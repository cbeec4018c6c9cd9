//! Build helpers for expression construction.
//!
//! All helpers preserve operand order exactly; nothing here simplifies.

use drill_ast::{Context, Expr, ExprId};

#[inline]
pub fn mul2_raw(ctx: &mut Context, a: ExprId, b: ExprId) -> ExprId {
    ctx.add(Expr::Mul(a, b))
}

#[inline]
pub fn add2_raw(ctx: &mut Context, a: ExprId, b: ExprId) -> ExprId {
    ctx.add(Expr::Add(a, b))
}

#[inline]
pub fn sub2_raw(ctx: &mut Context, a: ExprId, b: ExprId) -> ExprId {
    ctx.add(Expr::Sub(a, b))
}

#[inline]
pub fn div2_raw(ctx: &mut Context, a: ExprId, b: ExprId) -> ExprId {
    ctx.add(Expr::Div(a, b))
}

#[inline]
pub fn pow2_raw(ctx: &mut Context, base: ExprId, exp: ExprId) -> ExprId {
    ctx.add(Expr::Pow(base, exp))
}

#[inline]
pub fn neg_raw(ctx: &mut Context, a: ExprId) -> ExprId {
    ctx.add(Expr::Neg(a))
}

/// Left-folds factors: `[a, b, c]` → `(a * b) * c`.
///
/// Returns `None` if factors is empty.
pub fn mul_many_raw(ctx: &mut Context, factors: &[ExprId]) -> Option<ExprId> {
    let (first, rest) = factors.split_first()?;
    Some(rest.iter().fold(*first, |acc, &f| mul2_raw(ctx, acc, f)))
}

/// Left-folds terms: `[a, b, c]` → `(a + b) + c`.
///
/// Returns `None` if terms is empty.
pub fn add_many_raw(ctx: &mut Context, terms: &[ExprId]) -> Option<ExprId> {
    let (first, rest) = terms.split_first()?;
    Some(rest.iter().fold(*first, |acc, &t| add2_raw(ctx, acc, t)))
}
■ ■ ■ ■
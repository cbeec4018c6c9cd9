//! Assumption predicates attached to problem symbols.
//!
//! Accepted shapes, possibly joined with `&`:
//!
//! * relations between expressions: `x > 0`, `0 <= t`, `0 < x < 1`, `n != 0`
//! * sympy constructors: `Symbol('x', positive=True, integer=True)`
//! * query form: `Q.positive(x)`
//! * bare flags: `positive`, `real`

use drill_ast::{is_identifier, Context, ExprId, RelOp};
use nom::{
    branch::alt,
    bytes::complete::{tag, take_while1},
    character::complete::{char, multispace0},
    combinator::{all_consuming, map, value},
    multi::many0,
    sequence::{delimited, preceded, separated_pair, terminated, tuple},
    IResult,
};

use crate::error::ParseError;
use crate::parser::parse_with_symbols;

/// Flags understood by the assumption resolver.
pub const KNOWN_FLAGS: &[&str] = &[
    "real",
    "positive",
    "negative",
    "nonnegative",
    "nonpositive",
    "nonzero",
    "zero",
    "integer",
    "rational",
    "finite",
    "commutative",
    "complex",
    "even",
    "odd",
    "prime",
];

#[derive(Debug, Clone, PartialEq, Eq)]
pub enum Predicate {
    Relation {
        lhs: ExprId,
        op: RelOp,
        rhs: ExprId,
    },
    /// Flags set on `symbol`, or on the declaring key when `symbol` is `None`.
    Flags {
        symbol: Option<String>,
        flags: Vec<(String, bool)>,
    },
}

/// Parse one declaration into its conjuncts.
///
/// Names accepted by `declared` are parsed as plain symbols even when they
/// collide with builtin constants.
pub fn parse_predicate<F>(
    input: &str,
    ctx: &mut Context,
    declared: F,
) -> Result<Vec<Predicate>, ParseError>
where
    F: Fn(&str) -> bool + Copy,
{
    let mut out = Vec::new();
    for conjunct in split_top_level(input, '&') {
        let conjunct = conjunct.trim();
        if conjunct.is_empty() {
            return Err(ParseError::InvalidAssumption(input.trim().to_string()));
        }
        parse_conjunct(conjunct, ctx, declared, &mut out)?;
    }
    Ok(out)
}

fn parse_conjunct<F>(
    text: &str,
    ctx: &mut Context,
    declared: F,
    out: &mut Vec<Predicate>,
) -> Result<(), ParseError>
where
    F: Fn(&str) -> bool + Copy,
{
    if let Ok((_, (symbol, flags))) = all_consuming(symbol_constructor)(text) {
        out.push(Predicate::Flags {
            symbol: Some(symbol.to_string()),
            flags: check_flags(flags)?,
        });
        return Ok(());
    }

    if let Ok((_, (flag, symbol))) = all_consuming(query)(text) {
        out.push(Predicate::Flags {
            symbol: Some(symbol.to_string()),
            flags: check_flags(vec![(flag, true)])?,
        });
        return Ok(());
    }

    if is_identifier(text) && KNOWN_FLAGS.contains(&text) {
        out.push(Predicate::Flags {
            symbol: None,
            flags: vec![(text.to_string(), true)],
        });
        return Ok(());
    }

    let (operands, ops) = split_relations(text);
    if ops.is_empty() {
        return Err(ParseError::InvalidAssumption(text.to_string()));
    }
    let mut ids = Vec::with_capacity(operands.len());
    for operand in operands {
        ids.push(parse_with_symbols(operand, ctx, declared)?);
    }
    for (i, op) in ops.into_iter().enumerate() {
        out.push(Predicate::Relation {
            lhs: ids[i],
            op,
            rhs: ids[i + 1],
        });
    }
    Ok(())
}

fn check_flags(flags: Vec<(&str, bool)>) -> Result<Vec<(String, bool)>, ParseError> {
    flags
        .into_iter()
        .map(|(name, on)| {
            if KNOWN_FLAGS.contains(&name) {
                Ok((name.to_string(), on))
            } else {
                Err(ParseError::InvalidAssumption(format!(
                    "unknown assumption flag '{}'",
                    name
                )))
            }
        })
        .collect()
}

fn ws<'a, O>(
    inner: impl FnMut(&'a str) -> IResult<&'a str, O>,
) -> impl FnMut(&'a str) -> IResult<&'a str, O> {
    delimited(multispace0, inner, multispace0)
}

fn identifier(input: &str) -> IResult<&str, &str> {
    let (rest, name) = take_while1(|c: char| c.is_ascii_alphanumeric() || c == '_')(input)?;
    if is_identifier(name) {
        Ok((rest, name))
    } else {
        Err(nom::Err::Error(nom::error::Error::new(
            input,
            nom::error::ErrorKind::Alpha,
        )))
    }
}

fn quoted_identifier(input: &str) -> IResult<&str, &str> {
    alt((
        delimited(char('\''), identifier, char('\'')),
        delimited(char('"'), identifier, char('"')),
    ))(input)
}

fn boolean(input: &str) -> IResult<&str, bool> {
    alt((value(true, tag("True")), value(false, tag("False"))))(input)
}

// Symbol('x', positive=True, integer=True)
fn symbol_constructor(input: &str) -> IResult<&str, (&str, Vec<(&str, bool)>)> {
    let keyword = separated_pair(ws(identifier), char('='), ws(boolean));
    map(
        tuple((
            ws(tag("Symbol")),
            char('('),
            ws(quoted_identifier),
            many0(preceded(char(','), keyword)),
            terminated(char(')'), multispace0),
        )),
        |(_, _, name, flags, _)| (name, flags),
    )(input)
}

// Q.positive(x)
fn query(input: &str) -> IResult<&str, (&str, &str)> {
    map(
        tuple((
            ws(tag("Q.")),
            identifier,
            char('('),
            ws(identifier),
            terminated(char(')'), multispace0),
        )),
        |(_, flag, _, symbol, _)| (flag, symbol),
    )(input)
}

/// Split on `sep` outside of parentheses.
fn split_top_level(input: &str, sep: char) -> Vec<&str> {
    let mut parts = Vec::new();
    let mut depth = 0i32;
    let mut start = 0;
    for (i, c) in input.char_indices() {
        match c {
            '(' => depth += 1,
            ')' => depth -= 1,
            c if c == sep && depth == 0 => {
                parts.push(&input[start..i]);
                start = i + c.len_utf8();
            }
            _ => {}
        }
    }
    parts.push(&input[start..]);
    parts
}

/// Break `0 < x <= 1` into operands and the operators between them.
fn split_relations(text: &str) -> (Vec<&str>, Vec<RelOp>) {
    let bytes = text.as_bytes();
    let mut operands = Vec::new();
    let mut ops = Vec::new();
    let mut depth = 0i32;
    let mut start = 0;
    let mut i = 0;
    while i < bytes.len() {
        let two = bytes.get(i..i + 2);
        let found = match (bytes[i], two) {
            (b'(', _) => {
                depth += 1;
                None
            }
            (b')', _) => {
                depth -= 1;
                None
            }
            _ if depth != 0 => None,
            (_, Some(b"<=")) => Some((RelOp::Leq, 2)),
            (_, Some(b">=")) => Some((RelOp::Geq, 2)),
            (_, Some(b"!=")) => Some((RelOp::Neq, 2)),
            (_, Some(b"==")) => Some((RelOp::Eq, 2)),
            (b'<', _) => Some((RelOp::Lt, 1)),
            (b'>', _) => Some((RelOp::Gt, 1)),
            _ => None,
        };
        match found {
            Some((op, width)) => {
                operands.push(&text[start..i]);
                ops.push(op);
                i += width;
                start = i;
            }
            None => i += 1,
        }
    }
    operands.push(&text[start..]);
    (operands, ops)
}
■ ■ ■ ■
## Work task:
Scan the data for lines containing "found" and copy all of them.

## Exercise response:
        let found = match (bytes[i], two) {
        match found {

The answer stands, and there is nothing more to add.